**THE PROBLEM:** Go through the data below and gather each line containing "second".

(Collected data entries)
====================

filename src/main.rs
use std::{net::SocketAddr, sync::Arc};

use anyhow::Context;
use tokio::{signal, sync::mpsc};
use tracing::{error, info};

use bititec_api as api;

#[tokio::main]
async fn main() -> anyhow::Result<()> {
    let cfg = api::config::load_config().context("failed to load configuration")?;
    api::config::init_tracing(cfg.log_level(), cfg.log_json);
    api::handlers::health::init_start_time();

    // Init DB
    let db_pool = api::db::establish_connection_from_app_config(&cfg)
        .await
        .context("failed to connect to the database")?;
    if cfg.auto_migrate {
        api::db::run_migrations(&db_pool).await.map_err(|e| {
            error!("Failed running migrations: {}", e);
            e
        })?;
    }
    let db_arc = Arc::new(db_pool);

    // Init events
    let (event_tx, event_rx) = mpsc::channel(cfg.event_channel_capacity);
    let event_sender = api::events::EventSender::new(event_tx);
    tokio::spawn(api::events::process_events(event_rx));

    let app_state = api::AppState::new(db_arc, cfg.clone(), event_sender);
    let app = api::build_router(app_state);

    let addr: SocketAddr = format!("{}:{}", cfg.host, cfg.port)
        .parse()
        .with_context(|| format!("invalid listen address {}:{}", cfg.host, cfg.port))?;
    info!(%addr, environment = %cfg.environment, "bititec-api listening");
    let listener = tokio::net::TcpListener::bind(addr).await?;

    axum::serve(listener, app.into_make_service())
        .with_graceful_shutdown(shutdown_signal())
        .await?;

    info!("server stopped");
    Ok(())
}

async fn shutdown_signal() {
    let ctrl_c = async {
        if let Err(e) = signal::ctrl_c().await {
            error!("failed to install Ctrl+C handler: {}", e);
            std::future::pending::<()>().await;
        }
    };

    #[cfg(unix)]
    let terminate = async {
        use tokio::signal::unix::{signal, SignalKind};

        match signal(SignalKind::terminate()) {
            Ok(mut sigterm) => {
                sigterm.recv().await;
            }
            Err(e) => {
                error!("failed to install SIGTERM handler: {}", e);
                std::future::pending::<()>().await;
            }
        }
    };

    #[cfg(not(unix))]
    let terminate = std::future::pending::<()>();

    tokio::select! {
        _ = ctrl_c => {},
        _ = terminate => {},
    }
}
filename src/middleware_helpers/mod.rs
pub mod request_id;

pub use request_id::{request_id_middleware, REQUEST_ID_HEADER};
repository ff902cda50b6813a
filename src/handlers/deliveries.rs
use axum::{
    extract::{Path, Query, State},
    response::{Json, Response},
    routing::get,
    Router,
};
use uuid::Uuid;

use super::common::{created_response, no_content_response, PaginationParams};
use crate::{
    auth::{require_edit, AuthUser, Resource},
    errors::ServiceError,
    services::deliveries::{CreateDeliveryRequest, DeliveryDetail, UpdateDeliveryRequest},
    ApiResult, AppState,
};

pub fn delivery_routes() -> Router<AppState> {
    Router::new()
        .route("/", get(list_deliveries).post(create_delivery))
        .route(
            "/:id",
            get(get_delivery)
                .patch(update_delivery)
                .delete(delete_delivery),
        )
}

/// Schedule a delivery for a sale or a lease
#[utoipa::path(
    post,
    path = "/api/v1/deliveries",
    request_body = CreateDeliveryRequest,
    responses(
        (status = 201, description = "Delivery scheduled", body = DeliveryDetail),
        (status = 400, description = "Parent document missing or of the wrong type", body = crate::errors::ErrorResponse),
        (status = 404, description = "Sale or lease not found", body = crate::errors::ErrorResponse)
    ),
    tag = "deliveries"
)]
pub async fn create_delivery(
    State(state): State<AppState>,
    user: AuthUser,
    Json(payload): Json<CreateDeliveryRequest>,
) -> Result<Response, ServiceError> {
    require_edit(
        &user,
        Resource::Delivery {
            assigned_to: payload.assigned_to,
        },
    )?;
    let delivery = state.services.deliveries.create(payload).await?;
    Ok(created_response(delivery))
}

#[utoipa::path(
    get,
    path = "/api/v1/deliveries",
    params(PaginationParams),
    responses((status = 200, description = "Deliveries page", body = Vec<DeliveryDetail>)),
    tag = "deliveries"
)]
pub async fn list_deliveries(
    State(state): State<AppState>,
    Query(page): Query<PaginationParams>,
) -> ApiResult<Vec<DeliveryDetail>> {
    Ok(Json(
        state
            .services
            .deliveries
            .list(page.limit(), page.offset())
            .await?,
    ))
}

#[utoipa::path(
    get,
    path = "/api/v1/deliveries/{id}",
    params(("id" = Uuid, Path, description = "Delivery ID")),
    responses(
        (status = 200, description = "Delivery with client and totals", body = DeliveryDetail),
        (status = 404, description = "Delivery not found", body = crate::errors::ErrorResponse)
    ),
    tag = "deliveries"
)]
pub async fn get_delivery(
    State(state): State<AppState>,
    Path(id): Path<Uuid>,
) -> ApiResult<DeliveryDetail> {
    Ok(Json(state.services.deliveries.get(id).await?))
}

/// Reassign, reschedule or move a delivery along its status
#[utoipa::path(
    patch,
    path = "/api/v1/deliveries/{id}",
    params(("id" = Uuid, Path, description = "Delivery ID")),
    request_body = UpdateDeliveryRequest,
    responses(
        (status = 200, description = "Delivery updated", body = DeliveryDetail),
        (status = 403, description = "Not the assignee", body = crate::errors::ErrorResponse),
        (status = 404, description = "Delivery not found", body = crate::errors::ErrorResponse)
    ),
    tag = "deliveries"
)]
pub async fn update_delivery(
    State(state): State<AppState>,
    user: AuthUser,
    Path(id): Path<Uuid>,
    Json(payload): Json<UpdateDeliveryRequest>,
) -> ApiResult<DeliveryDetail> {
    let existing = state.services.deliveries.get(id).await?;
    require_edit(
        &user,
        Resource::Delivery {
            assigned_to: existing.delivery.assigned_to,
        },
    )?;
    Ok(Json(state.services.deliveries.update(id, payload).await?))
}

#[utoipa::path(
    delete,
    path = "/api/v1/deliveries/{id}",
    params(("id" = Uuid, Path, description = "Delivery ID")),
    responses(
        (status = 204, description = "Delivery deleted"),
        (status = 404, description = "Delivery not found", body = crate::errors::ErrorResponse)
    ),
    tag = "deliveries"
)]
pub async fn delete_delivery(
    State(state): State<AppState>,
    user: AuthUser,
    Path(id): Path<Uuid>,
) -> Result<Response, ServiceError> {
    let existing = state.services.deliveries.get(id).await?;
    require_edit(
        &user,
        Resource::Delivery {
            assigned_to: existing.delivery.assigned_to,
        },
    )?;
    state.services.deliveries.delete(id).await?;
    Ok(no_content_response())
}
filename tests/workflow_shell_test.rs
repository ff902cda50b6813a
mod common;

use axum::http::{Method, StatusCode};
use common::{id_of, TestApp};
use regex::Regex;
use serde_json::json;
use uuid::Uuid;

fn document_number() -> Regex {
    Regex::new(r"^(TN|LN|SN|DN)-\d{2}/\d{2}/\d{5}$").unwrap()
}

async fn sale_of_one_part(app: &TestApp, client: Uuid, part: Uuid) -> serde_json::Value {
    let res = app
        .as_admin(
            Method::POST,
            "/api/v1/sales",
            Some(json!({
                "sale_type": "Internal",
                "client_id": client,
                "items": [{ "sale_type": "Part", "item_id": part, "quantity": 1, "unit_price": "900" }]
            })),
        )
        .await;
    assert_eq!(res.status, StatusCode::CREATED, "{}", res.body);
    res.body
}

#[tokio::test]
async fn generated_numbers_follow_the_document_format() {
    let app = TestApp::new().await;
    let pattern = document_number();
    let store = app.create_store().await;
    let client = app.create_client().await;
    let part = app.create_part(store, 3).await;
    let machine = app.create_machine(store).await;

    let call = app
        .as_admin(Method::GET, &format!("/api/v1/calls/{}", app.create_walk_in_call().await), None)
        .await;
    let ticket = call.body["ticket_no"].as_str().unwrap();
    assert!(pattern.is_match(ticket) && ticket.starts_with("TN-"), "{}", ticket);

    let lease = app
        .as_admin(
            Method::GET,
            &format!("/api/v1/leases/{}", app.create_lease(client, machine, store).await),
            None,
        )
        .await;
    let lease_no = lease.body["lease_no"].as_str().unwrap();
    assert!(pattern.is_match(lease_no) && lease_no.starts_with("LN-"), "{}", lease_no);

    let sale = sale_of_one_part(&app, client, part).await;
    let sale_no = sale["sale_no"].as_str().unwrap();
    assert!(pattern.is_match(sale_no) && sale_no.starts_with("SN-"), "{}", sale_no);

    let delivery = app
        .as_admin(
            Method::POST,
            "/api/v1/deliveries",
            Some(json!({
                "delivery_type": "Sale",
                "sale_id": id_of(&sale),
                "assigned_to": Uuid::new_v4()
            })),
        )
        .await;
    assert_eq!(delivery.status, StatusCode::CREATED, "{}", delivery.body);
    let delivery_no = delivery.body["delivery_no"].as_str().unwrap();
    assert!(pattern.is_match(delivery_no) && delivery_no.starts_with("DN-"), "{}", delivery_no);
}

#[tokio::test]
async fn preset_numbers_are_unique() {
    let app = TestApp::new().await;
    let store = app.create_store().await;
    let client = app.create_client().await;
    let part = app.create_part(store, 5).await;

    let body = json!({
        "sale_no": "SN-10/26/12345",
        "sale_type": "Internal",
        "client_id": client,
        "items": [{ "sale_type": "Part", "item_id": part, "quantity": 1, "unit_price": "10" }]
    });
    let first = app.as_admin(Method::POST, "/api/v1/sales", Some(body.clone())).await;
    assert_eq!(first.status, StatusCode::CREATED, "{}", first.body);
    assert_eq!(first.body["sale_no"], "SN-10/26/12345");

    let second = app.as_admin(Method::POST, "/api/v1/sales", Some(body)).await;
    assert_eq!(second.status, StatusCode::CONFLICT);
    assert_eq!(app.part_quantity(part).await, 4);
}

====================

**SOLUTION:**
    let second = app.as_admin(Method::POST, "/api/v1/sales", Some(body)).await;
    assert_eq!(second.status, StatusCode::CONFLICT);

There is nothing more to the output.